Saved entries

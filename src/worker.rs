//! The worker's wait/act loop.
//!
//! # State machine
//! `Idle -> Waiting -> Evaluating -> (Waiting | Acting | Exiting)`, terminal `Exited`.
//! - `Idle` clears any stale flag, counts a new wait cycle, and moves to `Waiting`.
//! - `Waiting` blocks until the flag is set, a stop is requested, or an interrupt arrives.
//! - `Evaluating` classifies the wake: cancellation exits, a spurious interrupt resumes
//!   waiting on the same cycle, a satisfied wait acts unless a stop is pending.
//! - `Acting` sleeps for the configured pause; cancellation cuts the pause short.
//!
//! Nothing here is fatal to the process. Every path ends in `Exited`, and the
//! returned [`WorkerExit`] says whether the last pause was interrupted.

use std::sync::Arc;
use std::time::Duration;

use tracing::{debug, info};

use crate::condition::{PauseOutcome, SharedCondition, WakeReason};
use crate::counters::Counters;

/// Worker lifecycle. The owner moves it to `Running` and `StopRequested`; the
/// worker moves it to `Stopped` when it exits.
#[derive(Copy, Clone, Debug, PartialEq, Eq)]
pub enum Lifecycle {
    NotStarted,
    Running,
    StopRequested,
    Stopped,
}

/// Completion code of a worker thread.
#[derive(Copy, Clone, Debug, PartialEq, Eq)]
pub enum WorkerExit {
    /// Exited from a wait.
    Clean,
    /// Exited because cancellation cut the last pause short.
    MidPause,
}

#[derive(Copy, Clone, Debug, PartialEq, Eq)]
enum Phase {
    Idle,
    Waiting,
    Evaluating(WakeReason),
    Acting,
    Exiting,
}

pub struct WorkerLoop {
    condition: Arc<SharedCondition>,
    counters: Arc<Counters>,
    pause: Duration,
    cycle: u64,
}

impl WorkerLoop {
    pub fn new(condition: Arc<SharedCondition>, counters: Arc<Counters>, pause: Duration) -> Self {
        Self {
            condition,
            counters,
            pause,
            cycle: 0,
        }
    }

    /// Run until cancelled. Reports itself scheduled once the first cycle has
    /// cleared the flag, and marks the lifecycle `Stopped` before returning.
    pub fn run(mut self) -> WorkerExit {
        let current = std::thread::current();
        info!(thread = current.name().unwrap_or("<unnamed>"), "worker started");

        let exit = self.drive();

        self.condition.mark_stopped();
        info!(?exit, cycles = self.cycle, "worker exiting");
        exit
    }

    fn drive(&mut self) -> WorkerExit {
        let mut phase = Phase::Idle;
        let mut cut_short = false;

        loop {
            phase = match phase {
                Phase::Idle => {
                    if self.condition.lifecycle() == Lifecycle::StopRequested {
                        info!("stop requested");
                        Phase::Exiting
                    } else {
                        self.cycle += 1;
                        self.condition.set(0);
                        // Counted per cycle, not per actual block.
                        self.counters.record_wait_cycle();
                        if self.cycle == 1 {
                            // Writes from here on survive until the next Idle.
                            self.condition.mark_scheduled();
                        }
                        info!(cycle = self.cycle, "waiting for condition");
                        Phase::Waiting
                    }
                }
                Phase::Waiting => {
                    let reason = self
                        .condition
                        .wait_until(|s| s.is_set() || s.stop_requested());
                    Phase::Evaluating(reason)
                }
                Phase::Evaluating(WakeReason::Cancelled) => {
                    info!(cycle = self.cycle, "fatal interrupt received, exiting");
                    Phase::Exiting
                }
                Phase::Evaluating(WakeReason::SpuriousInterrupt) => {
                    info!(cycle = self.cycle, "interrupted by benign interrupt, continuing");
                    Phase::Waiting
                }
                Phase::Evaluating(WakeReason::Satisfied) => {
                    if self.condition.lifecycle() == Lifecycle::StopRequested {
                        info!(cycle = self.cycle, "stop requested");
                        Phase::Exiting
                    } else {
                        info!(
                            cycle = self.cycle,
                            condition = self.condition.get(),
                            "woken up"
                        );
                        Phase::Acting
                    }
                }
                Phase::Acting => {
                    let outcome = self.condition.pause(self.pause);
                    debug!(cycle = self.cycle, ?outcome, "pause finished");
                    cut_short = outcome == PauseOutcome::CutShort;
                    Phase::Idle
                }
                Phase::Exiting => {
                    return if cut_short {
                        WorkerExit::MidPause
                    } else {
                        WorkerExit::Clean
                    };
                }
            };
        }
    }
}
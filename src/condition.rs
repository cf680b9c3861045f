//! Mutex-guarded condition flag with a broadcast notifier.
//!
//! # Overview
//! - One integer flag; nonzero means "condition satisfied".
//! - Any number of writers, one worker waiting (more waiters are harmless).
//! - The worker lifecycle and pending interrupts live under the same lock, so a
//!   stop request or an interrupt wakes a blocked waiter exactly like a write does.
//!
//! # Ordering
//! Every mutation happens under the lock and every notify is issued while the lock
//! is still held. A waiter re-checks its predicate under the lock before sleeping, so
//! a write that has returned can never be missed.
//!
//! # Wake classification
//! `wait_until` checks the predicate first, then pending interrupts:
//! - predicate holds: `Satisfied`
//! - fatal interrupt pending: `Cancelled` (the interrupt stays latched)
//! - benign interrupt pending: `SpuriousInterrupt` (the interrupt is consumed)

use std::time::{Duration, Instant};

use parking_lot::{Condvar, Mutex};

use crate::worker::Lifecycle;

/// Why `wait_until` returned.
#[derive(Copy, Clone, Debug, PartialEq, Eq)]
pub enum WakeReason {
    Satisfied,
    Cancelled,
    SpuriousInterrupt,
}

/// Out-of-band interruption delivered to the worker by its owner.
#[derive(Copy, Clone, Debug, PartialEq, Eq)]
pub enum Interrupt {
    /// Wakes the worker once; it resumes waiting on the same cycle.
    Benign,
    /// Terminates the worker. Latched until the worker exits.
    Fatal,
}

/// How an interruptible pause ended.
#[derive(Copy, Clone, Debug, PartialEq, Eq)]
pub enum PauseOutcome {
    Completed,
    CutShort,
}

/// State guarded by the condition lock. Predicates passed to
/// [`SharedCondition::wait_until`] read it through these accessors.
#[derive(Debug)]
pub struct ConditionState {
    flag: i32,
    lifecycle: Lifecycle,
    scheduled: bool,
    pending: Option<Interrupt>,
}

impl ConditionState {
    #[inline]
    pub fn flag(&self) -> i32 {
        self.flag
    }

    #[inline]
    pub fn is_set(&self) -> bool {
        self.flag != 0
    }

    #[inline]
    pub fn lifecycle(&self) -> Lifecycle {
        self.lifecycle
    }

    #[inline]
    pub fn stop_requested(&self) -> bool {
        self.lifecycle == Lifecycle::StopRequested
    }

    #[inline]
    fn fatal_pending(&self) -> bool {
        self.pending == Some(Interrupt::Fatal)
    }

    #[inline]
    fn cancel_pending(&self) -> bool {
        self.stop_requested() || self.fatal_pending()
    }
}

#[derive(Debug)]
pub struct SharedCondition {
    state: Mutex<ConditionState>,
    notifier: Condvar,
}

impl SharedCondition {
    pub fn new() -> Self {
        Self {
            state: Mutex::new(ConditionState {
                flag: 0,
                lifecycle: Lifecycle::NotStarted,
                scheduled: false,
                pending: None,
            }),
            notifier: Condvar::new(),
        }
    }

    /// Overwrite the flag without notifying anyone.
    #[inline]
    pub fn set(&self, value: i32) {
        self.state.lock().flag = value;
    }

    #[inline]
    pub fn get(&self) -> i32 {
        self.state.lock().flag
    }

    /// Store `value` and, if it is nonzero, wake every waiter.
    /// Returns true if waiters were signalled.
    pub fn signal_if(&self, value: i32) -> bool {
        let mut state = self.state.lock();
        state.flag = value;
        if value != 0 {
            self.notifier.notify_all();
            true
        } else {
            false
        }
    }

    /// Block until `predicate` holds or an interrupt is pending.
    ///
    /// There is no timeout. Callers that need to observe shutdown must include
    /// [`ConditionState::stop_requested`] in their predicate.
    pub fn wait_until(&self, mut predicate: impl FnMut(&ConditionState) -> bool) -> WakeReason {
        let mut state = self.state.lock();
        loop {
            if predicate(&state) {
                return WakeReason::Satisfied;
            }
            match state.pending {
                Some(Interrupt::Fatal) => return WakeReason::Cancelled,
                Some(Interrupt::Benign) => {
                    state.pending = None;
                    return WakeReason::SpuriousInterrupt;
                }
                None => {}
            }
            self.notifier.wait(&mut state);
        }
    }

    /// Sleep for `duration` unless a stop request or fatal interrupt arrives first.
    pub fn pause(&self, duration: Duration) -> PauseOutcome {
        let deadline = Instant::now() + duration;
        let mut state = self.state.lock();
        while !state.cancel_pending() {
            if self.notifier.wait_until(&mut state, deadline).timed_out() {
                return PauseOutcome::Completed;
            }
        }
        PauseOutcome::CutShort
    }

    /// Deliver an interrupt. A pending fatal interrupt is never downgraded.
    pub fn interrupt(&self, kind: Interrupt) {
        let mut state = self.state.lock();
        if !state.fatal_pending() {
            state.pending = Some(kind);
        }
        self.notifier.notify_all();
    }

    #[inline]
    pub fn lifecycle(&self) -> Lifecycle {
        self.state.lock().lifecycle
    }

    /// Move a running worker to `StopRequested` and wake it.
    /// Returns false if the worker was not running.
    pub fn request_stop(&self) -> bool {
        let mut state = self.state.lock();
        if state.lifecycle != Lifecycle::Running {
            return false;
        }
        state.lifecycle = Lifecycle::StopRequested;
        self.notifier.notify_all();
        true
    }

    /// Lifecycle plus whether the worker has opened its first wait cycle.
    #[inline]
    pub(crate) fn thread_view(&self) -> (Lifecycle, bool) {
        let state = self.state.lock();
        (state.lifecycle, state.scheduled)
    }

    pub(crate) fn mark_running(&self) {
        let mut state = self.state.lock();
        state.lifecycle = Lifecycle::Running;
        state.scheduled = false;
    }

    /// Called by the worker once its first cycle has cleared the flag.
    pub(crate) fn mark_scheduled(&self) {
        let mut state = self.state.lock();
        state.scheduled = true;
        self.notifier.notify_all();
    }

    /// Called by the worker as its last action, and by the owner if spawning failed.
    pub(crate) fn mark_stopped(&self) {
        let mut state = self.state.lock();
        state.lifecycle = Lifecycle::Stopped;
        state.scheduled = false;
        self.notifier.notify_all();
    }

    /// Block until the worker has opened its first cycle or has already stopped.
    pub(crate) fn await_scheduled(&self) {
        let mut state = self.state.lock();
        while !state.scheduled && state.lifecycle != Lifecycle::Stopped {
            self.notifier.wait(&mut state);
        }
    }
}

impl Default for SharedCondition {
    fn default() -> Self {
        Self::new()
    }
}

#[cfg(test)]
mod tests {
    use super::{Interrupt, PauseOutcome, SharedCondition, WakeReason};
    use crate::worker::Lifecycle;
    use std::sync::Arc;
    use std::thread;
    use std::time::{Duration, Instant};

    fn spawn_waiter(cond: &Arc<SharedCondition>) -> thread::JoinHandle<WakeReason> {
        let cond = Arc::clone(cond);
        thread::spawn(move || cond.wait_until(|s| s.is_set() || s.stop_requested()))
    }

    #[test]
    fn set_does_not_require_waiters() {
        let cond = SharedCondition::new();
        assert_eq!(cond.get(), 0);
        cond.set(7);
        assert_eq!(cond.get(), 7);
        cond.set(0);
        assert_eq!(cond.get(), 0);
    }

    #[test]
    fn signal_if_zero_stores_without_signalling() {
        let cond = SharedCondition::new();
        cond.set(3);
        assert!(!cond.signal_if(0));
        assert_eq!(cond.get(), 0);
        assert!(cond.signal_if(5));
        assert_eq!(cond.get(), 5);
    }

    #[test]
    fn already_satisfied_returns_immediately() {
        let cond = SharedCondition::new();
        cond.set(1);
        assert_eq!(cond.wait_until(|s| s.is_set()), WakeReason::Satisfied);
    }

    #[test]
    fn predicate_sees_flag_value_and_lifecycle() {
        let cond = Arc::new(SharedCondition::new());
        cond.mark_running();

        let c = Arc::clone(&cond);
        let waiter = thread::spawn(move || {
            c.wait_until(|s| s.flag() == 3 || s.lifecycle() == Lifecycle::StopRequested)
        });

        cond.signal_if(2);
        thread::sleep(Duration::from_millis(20));
        assert!(!waiter.is_finished());

        cond.signal_if(3);
        assert_eq!(waiter.join().unwrap(), WakeReason::Satisfied);

        let c = Arc::clone(&cond);
        cond.set(0);
        let waiter = thread::spawn(move || {
            c.wait_until(|s| s.flag() == 3 || s.lifecycle() == Lifecycle::StopRequested)
        });
        cond.request_stop();
        assert_eq!(waiter.join().unwrap(), WakeReason::Satisfied);
    }

    #[test]
    fn signal_wakes_blocked_waiter() {
        let cond = Arc::new(SharedCondition::new());
        let waiter = spawn_waiter(&cond);

        thread::sleep(Duration::from_millis(20));
        assert!(cond.signal_if(1));

        assert_eq!(waiter.join().unwrap(), WakeReason::Satisfied);
    }

    #[test]
    fn many_signals_never_lose_the_waiter() {
        let cond = Arc::new(SharedCondition::new());
        for _ in 0..200 {
            cond.set(0);
            let waiter = spawn_waiter(&cond);
            cond.signal_if(1);
            assert_eq!(waiter.join().unwrap(), WakeReason::Satisfied);
        }
    }

    #[test]
    fn benign_interrupt_is_spurious_and_consumed() {
        let cond = Arc::new(SharedCondition::new());
        let waiter = spawn_waiter(&cond);

        thread::sleep(Duration::from_millis(20));
        cond.interrupt(Interrupt::Benign);
        assert_eq!(waiter.join().unwrap(), WakeReason::SpuriousInterrupt);

        // Consumed: the next wait blocks until a real signal.
        let waiter = spawn_waiter(&cond);
        thread::sleep(Duration::from_millis(20));
        assert!(!waiter.is_finished());
        cond.signal_if(1);
        assert_eq!(waiter.join().unwrap(), WakeReason::Satisfied);
    }

    #[test]
    fn fatal_interrupt_is_latched() {
        let cond = SharedCondition::new();
        cond.interrupt(Interrupt::Fatal);
        cond.interrupt(Interrupt::Benign);

        assert_eq!(cond.wait_until(|s| s.is_set()), WakeReason::Cancelled);
        assert_eq!(cond.wait_until(|s| s.is_set()), WakeReason::Cancelled);
    }

    #[test]
    fn satisfied_wins_over_pending_interrupt() {
        let cond = SharedCondition::new();
        cond.interrupt(Interrupt::Fatal);
        cond.set(1);
        assert_eq!(cond.wait_until(|s| s.is_set()), WakeReason::Satisfied);
    }

    #[test]
    fn stop_request_wakes_predicate_waiter() {
        let cond = Arc::new(SharedCondition::new());
        cond.mark_running();
        let waiter = spawn_waiter(&cond);

        thread::sleep(Duration::from_millis(20));
        assert!(cond.request_stop());
        assert!(!cond.request_stop());

        assert_eq!(waiter.join().unwrap(), WakeReason::Satisfied);
        assert_eq!(cond.lifecycle(), Lifecycle::StopRequested);
    }

    #[test]
    fn request_stop_ignored_unless_running() {
        let cond = SharedCondition::new();
        assert!(!cond.request_stop());
        assert_eq!(cond.lifecycle(), Lifecycle::NotStarted);
    }

    #[test]
    fn pause_completes_without_cancellation() {
        let cond = SharedCondition::new();
        let start = Instant::now();
        assert_eq!(cond.pause(Duration::from_millis(30)), PauseOutcome::Completed);
        assert!(start.elapsed() >= Duration::from_millis(29));
    }

    #[test]
    fn pause_is_cut_short_by_stop() {
        let cond = Arc::new(SharedCondition::new());
        cond.mark_running();

        let c = Arc::clone(&cond);
        let sleeper = thread::spawn(move || c.pause(Duration::from_secs(30)));

        thread::sleep(Duration::from_millis(20));
        let start = Instant::now();
        cond.request_stop();

        assert_eq!(sleeper.join().unwrap(), PauseOutcome::CutShort);
        assert!(start.elapsed() < Duration::from_secs(5));
    }

    #[test]
    fn pause_ignores_benign_interrupt() {
        let cond = SharedCondition::new();
        cond.interrupt(Interrupt::Benign);
        assert_eq!(cond.pause(Duration::from_millis(10)), PauseOutcome::Completed);
        // Still pending for the next wait.
        assert_eq!(cond.wait_until(|s| s.is_set()), WakeReason::SpuriousInterrupt);
    }

    #[test]
    fn await_scheduled_returns_once_marked() {
        let cond = Arc::new(SharedCondition::new());
        cond.mark_running();

        let c = Arc::clone(&cond);
        let worker = thread::spawn(move || {
            thread::sleep(Duration::from_millis(10));
            c.mark_scheduled();
        });

        cond.await_scheduled();
        assert_eq!(cond.thread_view(), (Lifecycle::Running, true));
        worker.join().unwrap();
    }
}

TASK DESCRIPTION> Read the lines above. Gather those in which the string "before" is found.

ANSWER TO THIS EXERCISE>
    /// cleared the flag, and marks the lifecycle `Stopped` before returning.
//! is still held. A waiter re-checks its predicate under the lock before sleeping, so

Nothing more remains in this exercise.